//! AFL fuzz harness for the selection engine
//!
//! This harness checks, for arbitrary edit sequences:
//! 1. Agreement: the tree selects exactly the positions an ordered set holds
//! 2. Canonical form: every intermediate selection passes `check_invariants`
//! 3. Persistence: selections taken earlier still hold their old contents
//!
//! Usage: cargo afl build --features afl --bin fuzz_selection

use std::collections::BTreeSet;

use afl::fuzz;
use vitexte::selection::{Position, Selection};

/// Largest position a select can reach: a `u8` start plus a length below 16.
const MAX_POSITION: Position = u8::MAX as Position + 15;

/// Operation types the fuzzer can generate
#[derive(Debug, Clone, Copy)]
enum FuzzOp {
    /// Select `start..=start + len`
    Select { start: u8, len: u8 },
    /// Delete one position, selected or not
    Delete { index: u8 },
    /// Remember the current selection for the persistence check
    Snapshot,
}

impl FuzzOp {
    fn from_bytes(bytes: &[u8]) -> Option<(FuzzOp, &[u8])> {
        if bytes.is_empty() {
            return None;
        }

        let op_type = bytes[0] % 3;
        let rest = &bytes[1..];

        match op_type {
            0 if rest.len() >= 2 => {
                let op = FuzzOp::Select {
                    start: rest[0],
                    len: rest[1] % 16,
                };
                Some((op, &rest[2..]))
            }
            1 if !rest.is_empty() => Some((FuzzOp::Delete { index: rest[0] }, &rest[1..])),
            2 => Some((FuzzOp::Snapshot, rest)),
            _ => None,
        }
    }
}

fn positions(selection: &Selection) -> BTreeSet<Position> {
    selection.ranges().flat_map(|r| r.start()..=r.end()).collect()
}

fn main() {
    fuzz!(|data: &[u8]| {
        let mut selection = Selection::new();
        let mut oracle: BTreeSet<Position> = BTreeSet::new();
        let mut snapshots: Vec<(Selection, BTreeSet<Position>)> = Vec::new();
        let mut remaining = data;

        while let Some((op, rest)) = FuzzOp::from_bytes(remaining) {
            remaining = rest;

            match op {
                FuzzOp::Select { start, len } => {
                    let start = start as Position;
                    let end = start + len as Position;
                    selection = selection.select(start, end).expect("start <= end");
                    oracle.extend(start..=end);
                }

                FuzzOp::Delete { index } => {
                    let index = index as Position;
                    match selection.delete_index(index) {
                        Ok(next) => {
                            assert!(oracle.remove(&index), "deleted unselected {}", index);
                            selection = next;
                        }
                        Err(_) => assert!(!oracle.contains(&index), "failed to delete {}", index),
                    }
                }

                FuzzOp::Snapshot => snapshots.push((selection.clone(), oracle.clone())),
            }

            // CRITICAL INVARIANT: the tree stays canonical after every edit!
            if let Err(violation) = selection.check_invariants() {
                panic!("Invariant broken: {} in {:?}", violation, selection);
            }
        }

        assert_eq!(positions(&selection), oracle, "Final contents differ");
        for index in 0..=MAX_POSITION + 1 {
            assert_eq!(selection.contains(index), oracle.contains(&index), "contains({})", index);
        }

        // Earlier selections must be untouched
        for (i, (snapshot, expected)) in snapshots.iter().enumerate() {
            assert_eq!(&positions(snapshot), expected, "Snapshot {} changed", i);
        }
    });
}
# # #
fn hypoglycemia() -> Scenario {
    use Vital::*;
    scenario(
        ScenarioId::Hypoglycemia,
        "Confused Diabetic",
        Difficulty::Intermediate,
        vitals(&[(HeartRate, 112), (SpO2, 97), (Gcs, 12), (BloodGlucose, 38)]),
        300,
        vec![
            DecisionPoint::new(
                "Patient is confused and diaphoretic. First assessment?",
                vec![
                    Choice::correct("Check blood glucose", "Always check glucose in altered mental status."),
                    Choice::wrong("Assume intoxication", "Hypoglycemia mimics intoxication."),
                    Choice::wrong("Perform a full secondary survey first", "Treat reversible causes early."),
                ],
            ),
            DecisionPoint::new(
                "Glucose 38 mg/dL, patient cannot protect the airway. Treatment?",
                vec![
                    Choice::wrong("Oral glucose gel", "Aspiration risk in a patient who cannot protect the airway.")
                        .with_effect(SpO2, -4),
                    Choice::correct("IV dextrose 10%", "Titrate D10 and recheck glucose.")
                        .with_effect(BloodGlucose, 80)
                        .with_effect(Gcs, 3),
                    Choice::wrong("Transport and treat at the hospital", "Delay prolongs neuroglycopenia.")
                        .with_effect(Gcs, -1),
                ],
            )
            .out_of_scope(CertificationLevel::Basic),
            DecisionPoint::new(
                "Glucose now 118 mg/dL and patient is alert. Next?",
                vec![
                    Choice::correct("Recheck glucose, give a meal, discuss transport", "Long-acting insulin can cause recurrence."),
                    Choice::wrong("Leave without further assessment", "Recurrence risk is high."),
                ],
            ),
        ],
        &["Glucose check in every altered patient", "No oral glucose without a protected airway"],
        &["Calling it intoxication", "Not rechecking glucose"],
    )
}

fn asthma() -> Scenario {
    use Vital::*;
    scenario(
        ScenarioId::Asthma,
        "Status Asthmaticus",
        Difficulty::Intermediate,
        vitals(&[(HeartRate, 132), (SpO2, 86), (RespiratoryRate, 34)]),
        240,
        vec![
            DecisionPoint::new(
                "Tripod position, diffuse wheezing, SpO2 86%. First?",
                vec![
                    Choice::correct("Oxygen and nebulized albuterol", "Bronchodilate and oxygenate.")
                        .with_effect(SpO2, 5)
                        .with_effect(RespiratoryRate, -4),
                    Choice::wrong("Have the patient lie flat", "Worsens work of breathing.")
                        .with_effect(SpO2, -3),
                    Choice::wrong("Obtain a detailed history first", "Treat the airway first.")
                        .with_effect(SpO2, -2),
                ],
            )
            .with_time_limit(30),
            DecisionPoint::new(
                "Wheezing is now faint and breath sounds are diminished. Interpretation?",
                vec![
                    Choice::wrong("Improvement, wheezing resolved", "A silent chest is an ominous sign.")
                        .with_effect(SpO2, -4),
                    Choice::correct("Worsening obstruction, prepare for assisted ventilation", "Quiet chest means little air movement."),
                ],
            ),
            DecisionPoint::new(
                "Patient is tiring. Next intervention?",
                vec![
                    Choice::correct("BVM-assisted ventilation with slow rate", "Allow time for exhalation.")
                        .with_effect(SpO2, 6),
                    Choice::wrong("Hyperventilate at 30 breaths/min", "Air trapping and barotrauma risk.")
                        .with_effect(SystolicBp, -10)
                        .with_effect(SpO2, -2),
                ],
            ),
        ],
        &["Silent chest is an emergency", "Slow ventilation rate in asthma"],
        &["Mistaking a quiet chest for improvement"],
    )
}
# # #
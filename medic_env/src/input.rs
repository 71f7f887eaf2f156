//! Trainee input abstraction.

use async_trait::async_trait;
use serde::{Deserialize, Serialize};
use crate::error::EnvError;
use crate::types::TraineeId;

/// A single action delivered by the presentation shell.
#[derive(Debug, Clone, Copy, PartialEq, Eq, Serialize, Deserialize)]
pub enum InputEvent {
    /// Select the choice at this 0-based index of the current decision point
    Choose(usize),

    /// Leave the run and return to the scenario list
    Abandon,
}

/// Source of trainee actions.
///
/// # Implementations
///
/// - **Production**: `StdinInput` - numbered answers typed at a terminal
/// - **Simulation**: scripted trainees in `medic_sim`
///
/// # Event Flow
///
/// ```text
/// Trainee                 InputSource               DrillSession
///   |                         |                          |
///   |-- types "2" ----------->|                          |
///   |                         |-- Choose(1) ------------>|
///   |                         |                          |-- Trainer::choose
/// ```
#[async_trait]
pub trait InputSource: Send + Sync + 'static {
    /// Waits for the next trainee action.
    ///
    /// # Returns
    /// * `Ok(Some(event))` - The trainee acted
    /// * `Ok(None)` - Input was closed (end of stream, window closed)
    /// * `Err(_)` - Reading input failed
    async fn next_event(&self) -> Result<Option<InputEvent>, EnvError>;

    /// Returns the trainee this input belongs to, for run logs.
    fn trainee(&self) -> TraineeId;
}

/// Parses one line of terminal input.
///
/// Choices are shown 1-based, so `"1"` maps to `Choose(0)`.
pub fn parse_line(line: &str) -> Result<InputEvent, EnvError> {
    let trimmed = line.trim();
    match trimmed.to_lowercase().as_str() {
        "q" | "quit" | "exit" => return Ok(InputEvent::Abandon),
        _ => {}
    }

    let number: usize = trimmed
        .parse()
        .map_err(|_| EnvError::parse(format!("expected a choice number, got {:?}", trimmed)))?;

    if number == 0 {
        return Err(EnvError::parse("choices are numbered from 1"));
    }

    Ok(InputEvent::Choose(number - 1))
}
# # #
WORK TASK
Report how many lines of the entries above contain the word "every", giving the number by itself.

WRITTEN SOLUTION
3